Una sfida come quella contro Jake LaMotta richiede particolare concentrazione, non solo per il valore dell’avversario. Quell’incontro in cui ha perso la cintura proprio non va giù a Cerdan: in primo luogo, uno strappo alla spalla rimediato già alla prima ripresa ne ha limitato i movimenti, impedendogli di mettere in mostra la sua boxe. Ma è soprattutto la vigilia ad averlo agitato: Jake LaMotta si ritrova a incarnare gli stereotipi ben noti sugli italo-americani dell’epoca, dal momento che ha delle frequentazioni – forse è più corretto dire amicizie – con esponenti della mafia locale appartenenti al clan di Frankie Carbo. Il giorno prima dell’incontro, due uomini del clan avvicinano Cerdan offrendogli 400.000 dollari per finire giù senza troppi patemi. Una cifra spropositata per l’epoca. Roba di scommesse ma contro i principi sportivi di Cerdan che rifiuta, combattendo lealmente ma andando al tappeto per i già menzionati problemi fisici. C’è voglia di rivincita per battere un grande avversario ma anche i suoi poco raccomandabili sodali.

Tuttavia quella partenza anticipata viene messa in discussione dal manager del pugile, Joe Longman, che gli chiede perché mai muoversi con tale anticipo. “Lo faccio per lei” risponde Cerdan, ovviamente riferendosi a Edith Piaf. Quando l’aereo decolla dall’aeroporto di Orly, l’artista è pronta a salire sul palco per uno dei suoi numerosi concerti americani. Cerdan è in compagnia di poche ma selezionate persone, tra cui alcuni artisti e il direttore commerciale della Disney: in tutto 48 passeggeri e undici membri dell’equipaggio che partono in direzione New York, con uno scalo previsto all’Aeroporto Vila do Porto sulle Isole Azzorre. Nessuno di loro arriverà mai in America.

Quando l’aereo è già in fase di atterraggio, in condizioni di volo a vista, il comandante Jean de La Noüe riferisce alla torre di controllo le proprie coordinate, asserendo di aver identificato l’aeroporto. Non è così: quando si rende conto di aver sbagliato, il pilota tenta un atterraggio di emergenza che non riesce. L’aereo Constellation di Air France, lo stesso immortalato assieme agli amanti nella foto che ha destato scandalo e ufficializzato la loro relazione, si schianta su un fianco del Pico Redondo. Nessun superstite.

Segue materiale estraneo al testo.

use crate::error::RecoverableError;
use serde_json::Value as JsonValue;
use thiserror::Error;

/// Ordered document metadata decoded from the frontmatter block.
pub type Metadata = serde_json::Map<String, JsonValue>;

/// Result returned after extracting frontmatter from a Markdown document.
#[derive(Debug, Default)]
pub struct FrontmatterExtraction {
    /// Successfully decoded entries, in block order.
    pub metadata: Metadata,
    /// Entries whose value could not be decoded; their keys are absent from `metadata`.
    pub errors: Vec<MetaDecodeError>,
    /// Byte offset inside the original document where Markdown content begins.
    pub body_start: usize,
}

/// A single frontmatter entry whose value is not a JSON literal.
#[derive(Debug, Clone, PartialEq, Eq, Error)]
#[error("Invalid value for frontmatter key '{key}' on line {line}: {message}")]
pub struct MetaDecodeError {
    /// Key of the offending entry.
    pub key: String,
    /// 1-indexed line in the source document.
    pub line: usize,
    /// Decoder message.
    pub message: String,
}

impl MetaDecodeError {
    /// Converts the failure into a rendering diagnostic.
    pub fn to_diagnostic(&self) -> RecoverableError {
        RecoverableError::warning(self.to_string(), self.line, 1)
    }
}

/// Extracts the leading `---` fenced metadata block from an input document.
///
/// Every `key: <JSON literal>` line is decoded on its own, so one malformed
/// value only drops that key. A document without a closed block has no
/// frontmatter and its body starts at offset zero.
pub fn extract_frontmatter(input: &str) -> FrontmatterExtraction {
    let Some(block) = find_block(input) else {
        return FrontmatterExtraction::default();
    };

    let mut extraction = FrontmatterExtraction {
        body_start: block.body_start,
        ..Default::default()
    };

    for (index, line) in block.text.lines().enumerate() {
        let Some((key, raw)) = split_entry(line) else {
            continue;
        };

        match serde_json::from_str::<JsonValue>(raw) {
            Ok(value) => {
                extraction.metadata.insert(key.to_string(), value);
            }
            Err(err) => {
                let error = MetaDecodeError {
                    key: key.to_string(),
                    line: block.first_line + index,
                    message: err.to_string(),
                };
                log::warn!("{error}");
                extraction.errors.push(error);
            }
        }
    }

    extraction
}

/// Located frontmatter block.
struct Block<'a> {
    /// Lines between the fences.
    text: &'a str,
    /// Document line number of the first block line.
    first_line: usize,
    /// Offset of the first byte after the closing fence line.
    body_start: usize,
}

/// The opening fence must be the first line, after an optional BOM.
fn find_block(input: &str) -> Option<Block<'_>> {
    let (without_bom, bom_len) = strip_bom(input);
    let (first, block_start) = next_line(without_bom, 0)?;
    if !is_fence(first) {
        return None;
    }

    let mut scan_cursor = block_start;
    loop {
        let Some((line, next_cursor)) = next_line(without_bom, scan_cursor) else {
            log::debug!("Unterminated frontmatter fence; treating document as body");
            return None;
        };
        if is_fence(line) {
            return Some(Block {
                text: &without_bom[block_start..scan_cursor],
                first_line: 2,
                body_start: bom_len + next_cursor,
            });
        }
        scan_cursor = next_cursor;
    }
}

/// Splits `key: value` into its trimmed parts; keys are ASCII word characters.
fn split_entry(line: &str) -> Option<(&str, &str)> {
    let (key, value) = line.split_once(':')?;
    let key = key.trim();
    if key.is_empty()
        || !key
            .bytes()
            .all(|b| b.is_ascii_alphanumeric() || b == b'_')
    {
        return None;
    }
    Some((key, value.trim()))
}

fn strip_bom(input: &str) -> (&str, usize) {
    if let Some(stripped) = input.strip_prefix('\u{feff}') {
        (stripped, '\u{feff}'.len_utf8())
    } else {
        (input, 0)
    }
}

fn next_line(input: &str, start: usize) -> Option<(&str, usize)> {
    if start >= input.len() {
        return None;
    }

    let bytes = &input.as_bytes()[start..];
    if let Some(pos) = bytes.iter().position(|b| *b == b'\n') {
        let line_end = start + pos;
        Some((&input[start..line_end], line_end + 1))
    } else {
        Some((&input[start..], input.len()))
    }
}

fn is_fence(line: &str) -> bool {
    line.trim_end_matches('\r').trim_end() == "---"
}

#[cfg(test)]
mod tests {
    use super::*;
    use serde_json::json;

    #[test]
    fn returns_empty_when_no_frontmatter() {
        let result = extract_frontmatter("# Title\nBody");
        assert_eq!(result.body_start, 0);
        assert!(result.metadata.is_empty());
        assert!(result.errors.is_empty());
    }

    #[test]
    fn decodes_json_literals() {
        let input = "---\ntitle: \"Intro\"\ndraft: false\nweight: 3\ntags: [\"a\", \"b\"]\nauthor: {\"name\": \"x\"}\n---\n# Content";
        let result = extract_frontmatter(input);
        assert_eq!(result.body_start, input.find("# Content").unwrap());
        assert_eq!(result.metadata.get("title"), Some(&json!("Intro")));
        assert_eq!(result.metadata.get("draft"), Some(&json!(false)));
        assert_eq!(result.metadata.get("weight"), Some(&json!(3)));
        assert_eq!(result.metadata.get("tags"), Some(&json!(["a", "b"])));
        assert_eq!(result.metadata.get("author"), Some(&json!({"name": "x"})));
    }

    #[test]
    fn preserves_key_order() {
        let input = "---\nzeta: 1\nalpha: 2\nmid: 3\n---\n";
        let result = extract_frontmatter(input);
        let keys: Vec<&str> = result.metadata.keys().map(String::as_str).collect();
        assert_eq!(keys, vec!["zeta", "alpha", "mid"]);
    }

    #[test]
    fn malformed_value_does_not_drop_other_keys() {
        let input = "---\ntitle: \"Ok\"\nbroken: not json\nversion: \"1.0\"\n---\nBody";
        let result = extract_frontmatter(input);
        assert_eq!(result.metadata.get("title"), Some(&json!("Ok")));
        assert_eq!(result.metadata.get("version"), Some(&json!("1.0")));
        assert!(!result.metadata.contains_key("broken"));
        assert_eq!(result.errors.len(), 1);
        assert_eq!(result.errors[0].key, "broken");
        assert_eq!(result.errors[0].line, 3);
    }

    #[test]
    fn later_duplicate_overwrites_earlier() {
        let input = "---\ntitle: \"first\"\nother: 1\ntitle: \"second\"\n---\n";
        let result = extract_frontmatter(input);
        assert_eq!(result.metadata.get("title"), Some(&json!("second")));
        assert_eq!(result.metadata.len(), 2);
    }

    #[test]
    fn ignores_lines_without_key_pattern() {
        let input = "---\n# comment\n  - item\nkey with space: 1\nok: true\n---\n";
        let result = extract_frontmatter(input);
        assert_eq!(result.metadata.len(), 1);
        assert_eq!(result.metadata.get("ok"), Some(&json!(true)));
        assert!(result.errors.is_empty());
    }

    #[test]
    fn handles_empty_block() {
        let input = "---\n---\n# Body";
        let result = extract_frontmatter(input);
        assert!(result.metadata.is_empty());
        assert_eq!(result.body_start, input.find("# Body").unwrap());
    }

    #[test]
    fn skips_bom() {
        let input = "\u{feff}---\nfoo: \"bar\"\n---\nBody";
        let result = extract_frontmatter(input);
        assert_eq!(result.metadata.get("foo"), Some(&json!("bar")));
        assert_eq!(result.body_start, input.find("Body").unwrap());
    }

    #[test]
    fn fence_after_blank_line_is_body() {
        let input = "\n---\nfoo: 1\n---\n";
        let result = extract_frontmatter(input);
        assert!(result.metadata.is_empty());
        assert_eq!(result.body_start, 0);
    }

    #[test]
    fn crlf_line_endings() {
        let input = "---\r\ntitle: \"Win\"\r\n---\r\nBody";
        let result = extract_frontmatter(input);
        assert_eq!(result.metadata.get("title"), Some(&json!("Win")));
        assert_eq!(result.body_start, input.find("Body").unwrap());
    }

    #[test]
    fn unterminated_block_is_body() {
        let input = "---\ntitle: \"test\"";
        let result = extract_frontmatter(input);
        assert!(result.metadata.is_empty());
        assert_eq!(result.body_start, 0);
    }

    #[test]
    fn decode_error_becomes_warning() {
        let input = "---\nbad: [1,\n---\n";
        let result = extract_frontmatter(input);
        let diagnostic = result.errors[0].to_diagnostic();
        assert_eq!(diagnostic.location.line, 2);
        assert!(diagnostic.message.contains("bad"));
    }
}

Quando la notizia arriva a Edith Piaf, lei è già sul palco in quel di New York. Travolta dal dolore, decide di continuare tra le lacrime per rispetto dei paganti, chiudendo il concerto con una canzone dedicata a Marcel Cerdan, Hymne à l’Amour. ”Se un giorno, la vita ti porta via da me / Se muori, mentre sei lontano da me / Poco importa se tu mi ami / Perché anche io morirei”, un triste presagio e anche una mezza verità. Perché la vita di Edith Piaf continuerà ma non sarà più la stessa. Si sposerà, è vero, addirittura tre volte. Ma una forte depressione la colpisce in occasione della morte dell’amato, portandola ad uno smodato uso di medicinali che ne comprometteranno il fegato fino a causarne la scomparsa nel 1963, a soli 48 anni.

Di Cerdan rimangono uno score di 111 vittorie e 4 sconfitte, i successi e il ricordo, dipinto proprio da Jake LaMotta come un grande atleta e un grande uomo. E soprattutto la figura del simbolo capace di unire la Francia e le colonie, di dare un motivo d’orgoglio a tutti i pied-noirs e di rappresentare un fuoriclasse senza uguali nel mondo del pugilato.